WHAT TO DO
What is wanted is an exact copy of all the entries.

RECORDS FOR THE TASK

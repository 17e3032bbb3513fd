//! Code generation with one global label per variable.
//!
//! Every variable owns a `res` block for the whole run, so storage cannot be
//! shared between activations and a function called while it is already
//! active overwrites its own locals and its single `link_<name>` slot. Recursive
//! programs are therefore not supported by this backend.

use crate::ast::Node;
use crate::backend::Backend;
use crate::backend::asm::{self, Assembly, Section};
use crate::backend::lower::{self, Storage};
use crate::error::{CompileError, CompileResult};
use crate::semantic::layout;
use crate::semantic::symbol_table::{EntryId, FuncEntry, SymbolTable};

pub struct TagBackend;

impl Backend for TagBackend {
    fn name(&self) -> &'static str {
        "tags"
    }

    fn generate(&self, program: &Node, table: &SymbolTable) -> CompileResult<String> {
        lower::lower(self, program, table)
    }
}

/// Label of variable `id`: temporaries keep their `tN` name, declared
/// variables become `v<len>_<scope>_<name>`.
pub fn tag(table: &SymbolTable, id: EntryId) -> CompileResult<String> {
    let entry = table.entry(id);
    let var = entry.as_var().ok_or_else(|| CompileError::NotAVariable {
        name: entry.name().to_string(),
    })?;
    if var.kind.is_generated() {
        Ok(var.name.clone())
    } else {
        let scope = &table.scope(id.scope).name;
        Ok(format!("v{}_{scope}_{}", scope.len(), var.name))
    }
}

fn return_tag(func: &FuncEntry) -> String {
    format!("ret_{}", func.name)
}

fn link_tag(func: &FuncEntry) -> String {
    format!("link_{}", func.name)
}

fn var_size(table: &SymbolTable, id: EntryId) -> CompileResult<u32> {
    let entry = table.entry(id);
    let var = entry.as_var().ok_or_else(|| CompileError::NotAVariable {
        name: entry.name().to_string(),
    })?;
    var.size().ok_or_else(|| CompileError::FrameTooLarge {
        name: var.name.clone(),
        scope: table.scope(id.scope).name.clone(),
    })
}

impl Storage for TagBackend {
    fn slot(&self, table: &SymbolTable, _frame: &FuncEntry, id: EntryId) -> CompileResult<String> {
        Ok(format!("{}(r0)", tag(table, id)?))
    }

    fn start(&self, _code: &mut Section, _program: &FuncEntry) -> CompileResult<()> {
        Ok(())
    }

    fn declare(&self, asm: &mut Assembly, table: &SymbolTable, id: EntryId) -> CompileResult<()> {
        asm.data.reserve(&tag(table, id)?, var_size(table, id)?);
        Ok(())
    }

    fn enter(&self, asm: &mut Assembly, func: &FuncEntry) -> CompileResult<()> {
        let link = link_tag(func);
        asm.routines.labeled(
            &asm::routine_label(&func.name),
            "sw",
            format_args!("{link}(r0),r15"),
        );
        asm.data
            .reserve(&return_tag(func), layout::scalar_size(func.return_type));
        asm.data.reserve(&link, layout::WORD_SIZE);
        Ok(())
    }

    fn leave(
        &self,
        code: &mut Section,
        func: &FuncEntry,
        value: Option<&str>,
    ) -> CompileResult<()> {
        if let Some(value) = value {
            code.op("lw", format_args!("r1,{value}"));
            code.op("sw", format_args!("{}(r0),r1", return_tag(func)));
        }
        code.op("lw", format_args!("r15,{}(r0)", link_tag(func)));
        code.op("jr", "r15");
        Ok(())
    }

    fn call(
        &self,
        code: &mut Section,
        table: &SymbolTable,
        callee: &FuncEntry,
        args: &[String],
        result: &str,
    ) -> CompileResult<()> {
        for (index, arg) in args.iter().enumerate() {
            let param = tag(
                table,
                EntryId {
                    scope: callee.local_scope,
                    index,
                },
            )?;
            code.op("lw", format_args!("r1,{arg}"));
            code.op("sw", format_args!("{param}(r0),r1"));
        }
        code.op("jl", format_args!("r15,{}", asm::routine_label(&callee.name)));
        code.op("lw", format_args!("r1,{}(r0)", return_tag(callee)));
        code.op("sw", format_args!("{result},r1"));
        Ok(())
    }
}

TASK RESULT
repository 17e3032bbb3513fd
//! Code generation with one global label per variable.
//!
//! Every variable owns a `res` block for the whole run, so storage cannot be
//! shared between activations and a function called while it is already
//! active overwrites its own locals and its single `link_<name>` slot. Recursive
//! programs are therefore not supported by this backend.

use crate::ast::Node;
use crate::backend::Backend;
use crate::backend::asm::{self, Assembly, Section};
use crate::backend::lower::{self, Storage};
use crate::error::{CompileError, CompileResult};
use crate::semantic::layout;
use crate::semantic::symbol_table::{EntryId, FuncEntry, SymbolTable};

pub struct TagBackend;

impl Backend for TagBackend {
    fn name(&self) -> &'static str {
        "tags"
    }

    fn generate(&self, program: &Node, table: &SymbolTable) -> CompileResult<String> {
        lower::lower(self, program, table)
    }
}

/// Label of variable `id`: temporaries keep their `tN` name, declared
/// variables become `v<len>_<scope>_<name>`.
pub fn tag(table: &SymbolTable, id: EntryId) -> CompileResult<String> {
    let entry = table.entry(id);
    let var = entry.as_var().ok_or_else(|| CompileError::NotAVariable {
        name: entry.name().to_string(),
    })?;
    if var.kind.is_generated() {
        Ok(var.name.clone())
    } else {
        let scope = &table.scope(id.scope).name;
        Ok(format!("v{}_{scope}_{}", scope.len(), var.name))
    }
}

fn return_tag(func: &FuncEntry) -> String {
    format!("ret_{}", func.name)
}

fn link_tag(func: &FuncEntry) -> String {
    format!("link_{}", func.name)
}

fn var_size(table: &SymbolTable, id: EntryId) -> CompileResult<u32> {
    let entry = table.entry(id);
    let var = entry.as_var().ok_or_else(|| CompileError::NotAVariable {
        name: entry.name().to_string(),
    })?;
    var.size().ok_or_else(|| CompileError::FrameTooLarge {
        name: var.name.clone(),
        scope: table.scope(id.scope).name.clone(),
    })
}

impl Storage for TagBackend {
    fn slot(&self, table: &SymbolTable, _frame: &FuncEntry, id: EntryId) -> CompileResult<String> {
        Ok(format!("{}(r0)", tag(table, id)?))
    }

    fn start(&self, _code: &mut Section, _program: &FuncEntry) -> CompileResult<()> {
        Ok(())
    }

    fn declare(&self, asm: &mut Assembly, table: &SymbolTable, id: EntryId) -> CompileResult<()> {
        asm.data.reserve(&tag(table, id)?, var_size(table, id)?);
        Ok(())
    }

    fn enter(&self, asm: &mut Assembly, func: &FuncEntry) -> CompileResult<()> {
        let link = link_tag(func);
        asm.routines.labeled(
            &asm::routine_label(&func.name),
            "sw",
            format_args!("{link}(r0),r15"),
        );
        asm.data
            .reserve(&return_tag(func), layout::scalar_size(func.return_type));
        asm.data.reserve(&link, layout::WORD_SIZE);
        Ok(())
    }

    fn leave(
        &self,
        code: &mut Section,
        func: &FuncEntry,
        value: Option<&str>,
    ) -> CompileResult<()> {
        if let Some(value) = value {
            code.op("lw", format_args!("r1,{value}"));
            code.op("sw", format_args!("{}(r0),r1", return_tag(func)));
        }
        code.op("lw", format_args!("r15,{}(r0)", link_tag(func)));
        code.op("jr", "r15");
        Ok(())
    }

    fn call(
        &self,
        code: &mut Section,
        table: &SymbolTable,
        callee: &FuncEntry,
        args: &[String],
        result: &str,
    ) -> CompileResult<()> {
        for (index, arg) in args.iter().enumerate() {
            let param = tag(
                table,
                EntryId {
                    scope: callee.local_scope,
                    index,
                },
            )?;
            code.op("lw", format_args!("r1,{arg}"));
            code.op("sw", format_args!("{param}(r0),r1"));
        }
        code.op("jl", format_args!("r15,{}", asm::routine_label(&callee.name)));
        code.op("lw", format_args!("r1,{}(r0)", return_tag(callee)));
        code.op("sw", format_args!("{result},r1"));
        Ok(())
    }
}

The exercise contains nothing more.